Un silence gêné s'abat sur la classe. De tous les élèves que le mauvais caractère de Bec aurait pu martyriser, il a fallu que ça tombe sur la gentille guitariste de SKIN qui ne ferait pas de mal à une mouche. Sacrée déveine.
C'est dans ce silence désolé qu'éclate le retentissant fou rire de Lukas.
« Lukas Vrakritz ! tonne le prof. Où vous croyez-vous ?
— Pardon ! »
Mais il n'arrête pas de rire pour autant.
Dans notre champ de vision, deux images se superposent. D'abord, la moue blasée de Bec que l'exposé ennuie déjà puis, juste derrière, le visage tétanisé et livide de Skinny. Et ça suffit pour perdre de nouveau Lukas.

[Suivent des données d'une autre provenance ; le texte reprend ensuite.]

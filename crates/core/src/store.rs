//! Conversation persistence trait.
//!
//! The store owns conversations and messages. Context frames are written
//! with an optimistic version stamp: a write carrying a stale
//! `expected_version` is rejected with [`StoreError::VersionConflict`].

use async_trait::async_trait;
use crate::context::ContextFrame;
use crate::error::StoreError;
use crate::message::{Conversation, ConversationId, Message};

#[async_trait]
pub trait ConversationStore: Send + Sync {
    /// The backend name (e.g., "sqlite", "in_memory").
    fn name(&self) -> &str;

    /// Return the user's conversation with `id`, or start a new one with an
    /// empty context frame.
    async fn ensure_conversation(
        &self,
        user_id: &str,
        id: Option<&ConversationId>,
    ) -> Result<Conversation, StoreError>;

    async fn get_conversation(&self, id: &ConversationId) -> Result<Conversation, StoreError>;

    /// Append a message; returns it as stored.
    async fn save_message(&self, id: &ConversationId, message: Message) -> Result<Message, StoreError>;

    /// Replace the context frame if its version is still `expected_version`.
    /// Returns the new version.
    async fn update_context_frame(
        &self,
        id: &ConversationId,
        frame: &ContextFrame,
        expected_version: u64,
    ) -> Result<u64, StoreError>;

    async fn update_title(&self, id: &ConversationId, title: &str) -> Result<(), StoreError>;

    /// The last `limit` messages, oldest first.
    async fn recent_history(&self, id: &ConversationId, limit: usize) -> Result<Vec<Message>, StoreError>;
}
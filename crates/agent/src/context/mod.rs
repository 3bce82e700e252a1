//! Conversation context carried between turns.
//!
//! | Piece | Role |
//! |-------|------|
//! | [`ContextFrameStore`] | Versioned read/write of a conversation's frame |
//! | [`build_context_hint`] | Frame → grounding sentence for the classifier |
//! | [`prepare_context_updates`] | Fused bundle → ordered frame updates |

pub mod hint;
pub mod store;
pub mod updater;

pub use hint::build_context_hint;
pub use store::{ContextFrameStore, FrameSnapshot};
pub use updater::prepare_context_updates;
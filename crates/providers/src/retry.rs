//! Provider retry — bounded repeats of transient failures.
//!
//! Wraps a single provider. Only errors for which
//! [`ProviderError::is_transient`] holds are retried; auth and
//! malformed-response errors surface on the first attempt. Each retry waits
//! `backoff * attempt`, or the provider's `retry_after` hint when larger.

use async_trait::async_trait;
use fieldvoice_core::error::ProviderError;
use fieldvoice_core::provider::*;
use std::future::Future;
use std::sync::Arc;
use std::time::Duration;
use tracing::{info, warn};

pub struct RetryProvider {
    name: String,
    inner: Arc<dyn fieldvoice_core::Provider>,
    max_retries: u32,
    backoff: Duration,
}

impl RetryProvider {
    pub fn new(inner: Arc<dyn fieldvoice_core::Provider>, max_retries: u32, backoff: Duration) -> Self {
        Self {
            name: format!("{}+retry", inner.name()),
            inner,
            max_retries,
            backoff,
        }
    }

    fn delay(&self, attempt: u32, error: &ProviderError) -> Duration {
        let linear = self.backoff * attempt;
        match error {
            ProviderError::RateLimited { retry_after_secs } => {
                linear.max(Duration::from_secs(*retry_after_secs).min(self.backoff * 20))
            }
            _ => linear,
        }
    }

    async fn run<T, F, Fut>(&self, operation: &str, mut call: F) -> Result<T, ProviderError>
    where
        F: FnMut() -> Fut,
        Fut: Future<Output = Result<T, ProviderError>>,
    {
        let mut attempt = 0;
        loop {
            match call().await {
                Ok(value) => {
                    if attempt > 0 {
                        info!(provider = %self.name, operation, attempt, "Retry: succeeded");
                    }
                    return Ok(value);
                }
                Err(e) if e.is_transient() && attempt < self.max_retries => {
                    attempt += 1;
                    let delay = self.delay(attempt, &e);
                    warn!(
                        provider = %self.name,
                        operation,
                        attempt,
                        max_retries = self.max_retries,
                        delay_ms = delay.as_millis() as u64,
                        error = %e,
                        "Retry: transient failure, retrying"
                    );
                    tokio::time::sleep(delay).await;
                }
                Err(e) => return Err(e),
            }
        }
    }
}

#[async_trait]
impl fieldvoice_core::Provider for RetryProvider {
    fn name(&self) -> &str {
        &self.name
    }

    async fn complete(
        &self,
        request: ProviderRequest,
    ) -> std::result::Result<ProviderResponse, ProviderError> {
        self.run("complete", || self.inner.complete(request.clone())).await
    }

    async fn embed(
        &self,
        request: EmbeddingRequest,
    ) -> std::result::Result<EmbeddingResponse, ProviderError> {
        self.run("embed", || self.inner.embed(request.clone())).await
    }

    async fn health_check(&self) -> std::result::Result<bool, ProviderError> {
        self.inner.health_check().await
    }
}

#[cfg(test)]
mod tests {
    use super::*;
    use fieldvoice_core::Provider;
    use fieldvoice_core::message::Message;
    use std::sync::Mutex;

    /// Fails with the scripted errors in order, then succeeds.
    struct FlakyProvider {
        errors: Mutex<Vec<ProviderError>>,
        call_count: Mutex<usize>,
    }

    impl FlakyProvider {
        fn new(errors: Vec<ProviderError>) -> Self {
            Self {
                errors: Mutex::new(errors),
                call_count: Mutex::new(0),
            }
        }

        fn calls(&self) -> usize {
            *self.call_count.lock().unwrap()
        }
    }

    #[async_trait]
    impl fieldvoice_core::Provider for FlakyProvider {
        fn name(&self) -> &str {
            "flaky"
        }

        async fn complete(
            &self,
            _request: ProviderRequest,
        ) -> std::result::Result<ProviderResponse, ProviderError> {
            *self.call_count.lock().unwrap() += 1;
            let mut errors = self.errors.lock().unwrap();
            if errors.is_empty() {
                Ok(ProviderResponse {
                    message: Message::assistant("success"),
                    usage: None,
                    model: "m".into(),
                })
            } else {
                Err(errors.remove(0))
            }
        }
    }

    fn request() -> ProviderRequest {
        ProviderRequest::prompt("m", "hello", 0.0)
    }

    #[tokio::test(start_paused = true)]
    async fn retries_transient_errors_until_success() {
        let inner = Arc::new(FlakyProvider::new(vec![
            ProviderError::Network("reset".into()),
            ProviderError::ApiError {
                status_code: 502,
                message: "bad gateway".into(),
            },
        ]));
        let retry = RetryProvider::new(inner.clone(), 3, Duration::from_millis(10));

        let response = retry.complete(request()).await.unwrap();
        assert_eq!(response.text(), "success");
        assert_eq!(inner.calls(), 3);
    }

    #[tokio::test(start_paused = true)]
    async fn gives_up_after_max_retries() {
        let inner = Arc::new(FlakyProvider::new(vec![
            ProviderError::Timeout("1".into()),
            ProviderError::Timeout("2".into()),
            ProviderError::Timeout("3".into()),
        ]));
        let retry = RetryProvider::new(inner.clone(), 2, Duration::from_millis(10));

        let err = retry.complete(request()).await.unwrap_err();
        assert!(matches!(err, ProviderError::Timeout(ref m) if m == "3"));
        assert_eq!(inner.calls(), 3);
    }

    #[tokio::test]
    async fn terminal_errors_are_not_retried() {
        let inner = Arc::new(FlakyProvider::new(vec![ProviderError::AuthenticationFailed(
            "bad key".into(),
        )]));
        let retry = RetryProvider::new(inner.clone(), 5, Duration::from_millis(10));

        let err = retry.complete(request()).await.unwrap_err();
        assert!(matches!(err, ProviderError::AuthenticationFailed(_)));
        assert_eq!(inner.calls(), 1);
    }

    #[test]
    fn rate_limit_hint_raises_delay() {
        let inner = Arc::new(FlakyProvider::new(vec![]));
        let retry = RetryProvider::new(inner, 1, Duration::from_millis(250));
        let delay = retry.delay(1, &ProviderError::RateLimited { retry_after_secs: 2 });
        assert_eq!(delay, Duration::from_secs(2));
        let delay = retry.delay(2, &ProviderError::Network("x".into()));
        assert_eq!(delay, Duration::from_millis(500));
    }

    #[test]
    fn name_marks_wrapper() {
        let retry = RetryProvider::new(Arc::new(FlakyProvider::new(vec![])), 1, Duration::ZERO);
        assert_eq!(retry.name(), "flaky+retry");
    }
}
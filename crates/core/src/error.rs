//! Error types for the FieldVoice domain.
//!
//! Uses `thiserror` for ergonomic error definitions.
//! Each collaborator boundary has its own error enum; the top-level
//! [`Error`] wraps them so a failed turn carries the original cause.

use thiserror::Error;

/// The top-level error type for all FieldVoice operations.
#[derive(Debug, Error)]
pub enum Error {
    // --- Generation / embedding / translation ---
    #[error("Provider error: {0}")]
    Provider(#[from] ProviderError),

    // --- Conversation persistence ---
    #[error("Store error: {0}")]
    Store(#[from] StoreError),

    // --- Product index ---
    #[error("Search error: {0}")]
    Search(#[from] SearchError),

    // --- Weather, vision, images, speech, users ---
    #[error("Collaborator error: {0}")]
    Collaborator(#[from] CollaboratorError),

    // --- Turn input ---
    #[error("Turn error: {0}")]
    Turn(#[from] TurnError),

    #[error("Configuration error: {message}")]
    Config { message: String },

    #[error("Serialization error: {0}")]
    Serialization(#[from] serde_json::Error),

    #[error("Internal error: {0}")]
    Internal(String),
}

/// Result type alias using our Error.
pub type Result<T> = std::result::Result<T, Error>;

#[derive(Debug, Clone, Error)]
pub enum ProviderError {
    #[error("API request failed: {message} (status: {status_code})")]
    ApiError { status_code: u16, message: String },

    #[error("Rate limited by provider, retry after {retry_after_secs}s")]
    RateLimited { retry_after_secs: u64 },

    #[error("Authentication failed: {0}")]
    AuthenticationFailed(String),

    #[error("Provider not configured: {0}")]
    NotConfigured(String),

    #[error("Request timed out: {0}")]
    Timeout(String),

    #[error("Network error: {0}")]
    Network(String),

    #[error("Invalid provider response: {0}")]
    InvalidResponse(String),
}

impl ProviderError {
    /// Whether a repeat of the same call could plausibly succeed.
    ///
    /// Rate limits, timeouts, connection failures and 5xx responses are
    /// transient; auth, configuration and malformed responses are terminal.
    pub fn is_transient(&self) -> bool {
        match self {
            Self::RateLimited { .. } | Self::Timeout(_) | Self::Network(_) => true,
            Self::ApiError { status_code, .. } => *status_code >= 500,
            Self::AuthenticationFailed(_) | Self::NotConfigured(_) | Self::InvalidResponse(_) => {
                false
            }
        }
    }
}

#[derive(Debug, Error)]
pub enum StoreError {
    #[error("Conversation not found: {0}")]
    NotFound(String),

    #[error("Storage error: {0}")]
    Storage(String),

    #[error(
        "Context frame of conversation {conversation_id} changed concurrently \
         (expected version {expected}, found {found})"
    )]
    VersionConflict {
        conversation_id: String,
        expected: u64,
        found: u64,
    },

    #[error("Migration failed: {0}")]
    MigrationFailed(String),
}

#[derive(Debug, Error)]
pub enum SearchError {
    #[error("Search request failed: {0}")]
    Request(String),

    #[error("Invalid search response: {0}")]
    InvalidResponse(String),
}

#[derive(Debug, Error)]
pub enum CollaboratorError {
    #[error("{service} call failed: {reason}")]
    Failed { service: String, reason: String },

    #[error("{0} is not configured")]
    Unavailable(String),
}

impl CollaboratorError {
    pub fn failed(service: impl Into<String>, reason: impl Into<String>) -> Self {
        Self::Failed {
            service: service.into(),
            reason: reason.into(),
        }
    }
}

/// Errors caused by what the caller handed to a turn.
#[derive(Debug, Error)]
pub enum TurnError {
    #[error("Image not found for artifactId: {0}")]
    ImageNotFound(String),

    #[error("Images were attached but no vision service is configured")]
    VisionUnavailable,
}

#[cfg(test)]
mod tests {
    use super::*;

    #[test]
    fn provider_error_displays_correctly() {
        let err = Error::Provider(ProviderError::ApiError {
            status_code: 429,
            message: "Too many requests".into(),
        });
        assert!(err.to_string().contains("429"));
        assert!(err.to_string().contains("Too many requests"));
    }

    #[test]
    fn transient_classification() {
        assert!(ProviderError::RateLimited { retry_after_secs: 1 }.is_transient());
        assert!(ProviderError::Network("reset".into()).is_transient());
        assert!(
            ProviderError::ApiError {
                status_code: 503,
                message: "unavailable".into()
            }
            .is_transient()
        );
        assert!(
            !ProviderError::ApiError {
                status_code: 400,
                message: "bad request".into()
            }
            .is_transient()
        );
        assert!(!ProviderError::AuthenticationFailed("bad key".into()).is_transient());
    }

    #[test]
    fn version_conflict_mentions_both_versions() {
        let err = StoreError::VersionConflict {
            conversation_id: "c1".into(),
            expected: 3,
            found: 4,
        };
        let text = err.to_string();
        assert!(text.contains("c1"));
        assert!(text.contains('3'));
        assert!(text.contains('4'));
    }

    #[test]
    fn image_not_found_names_artifact() {
        let err = Error::from(TurnError::ImageNotFound("art_9".into()));
        assert!(err.to_string().contains("art_9"));
    }
}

« Vrakritz ! Vous souhaitez commencer l'année par une retenue ?
— Je suis désolé. Vraiment, vraiment désolé. »
Le corps secoué de spasmes, il enfouit la tête dans son coude. Son bras libre bat l'air à la manière d'une otarie pour s'excuser. Je dois serrer les dents très, très fort pour être contaminé par son rire.
Ce matin, Lukas voulait qu'on se rapproche de SKIN. Ça promet.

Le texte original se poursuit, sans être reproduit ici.